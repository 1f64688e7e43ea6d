// crates/isbmap-core/src/route.rs

//! Routing adapter view types.
//!
//! Actual route computation is delegated to the external turn-by-turn
//! service; these are the shapes its responses are carried in for the
//! directions panel and the print view.

use serde::{Deserialize, Serialize};

use crate::geo::format_duration_min;

/// Maneuver classification as reported by the routing service.
#[derive(Clone, Copy, Debug, PartialEq, Eq, Serialize, Deserialize)]
pub enum ManeuverKind {
    Straight,
    SlightRight,
    Right,
    SharpRight,
    TurnAround,
    SharpLeft,
    Left,
    SlightLeft,
    WaypointReached,
    Roundabout,
    DestinationReached,
}

impl ManeuverKind {
    /// Direction icon for the instruction list.
    pub fn icon(self) -> &'static str {
        match self {
            ManeuverKind::Straight => "fa-arrow-up",
            ManeuverKind::SlightRight | ManeuverKind::Right | ManeuverKind::SharpRight => {
                "fa-arrow-right"
            }
            ManeuverKind::TurnAround => "fa-undo",
            ManeuverKind::SharpLeft | ManeuverKind::Left | ManeuverKind::SlightLeft => {
                "fa-arrow-left"
            }
            ManeuverKind::Roundabout => "fa-circle-notch",
            ManeuverKind::WaypointReached | ManeuverKind::DestinationReached => {
                "fa-flag-checkered"
            }
        }
    }
}

/// One turn-by-turn instruction.
#[derive(Clone, Debug, Serialize, Deserialize)]
pub struct RouteStep {
    pub kind: ManeuverKind,
    pub text: String,
    /// Distance covered by this step, in meters.
    pub distance_m: f64,
}

impl RouteStep {
    /// Step distance for display, in kilometers to two decimals.
    pub fn distance_text(&self) -> String {
        format!("{:.2} km", self.distance_m / 1000.0)
    }
}

/// A computed route between the user and a facility.
#[derive(Clone, Debug, Serialize, Deserialize)]
pub struct RouteSummary {
    pub distance_km: f64,
    pub duration_min: u32,
    pub steps: Vec<RouteStep>,
}

impl RouteSummary {
    /// "12.34 km" form used by the route header.
    pub fn distance_text(&self) -> String {
        format!("{:.2} km", self.distance_km)
    }

    /// "45 min" / "1h 20m" form used by the route header.
    pub fn duration_text(&self) -> String {
        format_duration_min(self.duration_min)
    }
}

## Problem to work on:
Exact transcription of the records is all that is wanted.

## Result:
repository 1f64688e7e43ea6d
// crates/isbmap-core/src/route.rs

//! Routing adapter view types.
//!
//! Actual route computation is delegated to the external turn-by-turn
//! service; these are the shapes its responses are carried in for the
//! directions panel and the print view.

use serde::{Deserialize, Serialize};

use crate::geo::format_duration_min;

/// Maneuver classification as reported by the routing service.
#[derive(Clone, Copy, Debug, PartialEq, Eq, Serialize, Deserialize)]
pub enum ManeuverKind {
    Straight,
    SlightRight,
    Right,
    SharpRight,
    TurnAround,
    SharpLeft,
    Left,
    SlightLeft,
    WaypointReached,
    Roundabout,
    DestinationReached,
}

impl ManeuverKind {
    /// Direction icon for the instruction list.
    pub fn icon(self) -> &'static str {
        match self {
            ManeuverKind::Straight => "fa-arrow-up",
            ManeuverKind::SlightRight | ManeuverKind::Right | ManeuverKind::SharpRight => {
                "fa-arrow-right"
            }
            ManeuverKind::TurnAround => "fa-undo",
            ManeuverKind::SharpLeft | ManeuverKind::Left | ManeuverKind::SlightLeft => {
                "fa-arrow-left"
            }
            ManeuverKind::Roundabout => "fa-circle-notch",
            ManeuverKind::WaypointReached | ManeuverKind::DestinationReached => {
                "fa-flag-checkered"
            }
        }
    }
}

/// One turn-by-turn instruction.
#[derive(Clone, Debug, Serialize, Deserialize)]
pub struct RouteStep {
    pub kind: ManeuverKind,
    pub text: String,
    /// Distance covered by this step, in meters.
    pub distance_m: f64,
}

impl RouteStep {
    /// Step distance for display, in kilometers to two decimals.
    pub fn distance_text(&self) -> String {
        format!("{:.2} km", self.distance_m / 1000.0)
    }
}

/// A computed route between the user and a facility.
#[derive(Clone, Debug, Serialize, Deserialize)]
pub struct RouteSummary {
    pub distance_km: f64,
    pub duration_min: u32,
    pub steps: Vec<RouteStep>,
}

impl RouteSummary {
    /// "12.34 km" form used by the route header.
    pub fn distance_text(&self) -> String {
        format!("{:.2} km", self.distance_km)
    }

    /// "45 min" / "1h 20m" form used by the route header.
    pub fn duration_text(&self) -> String {
        format_duration_min(self.duration_min)
    }
}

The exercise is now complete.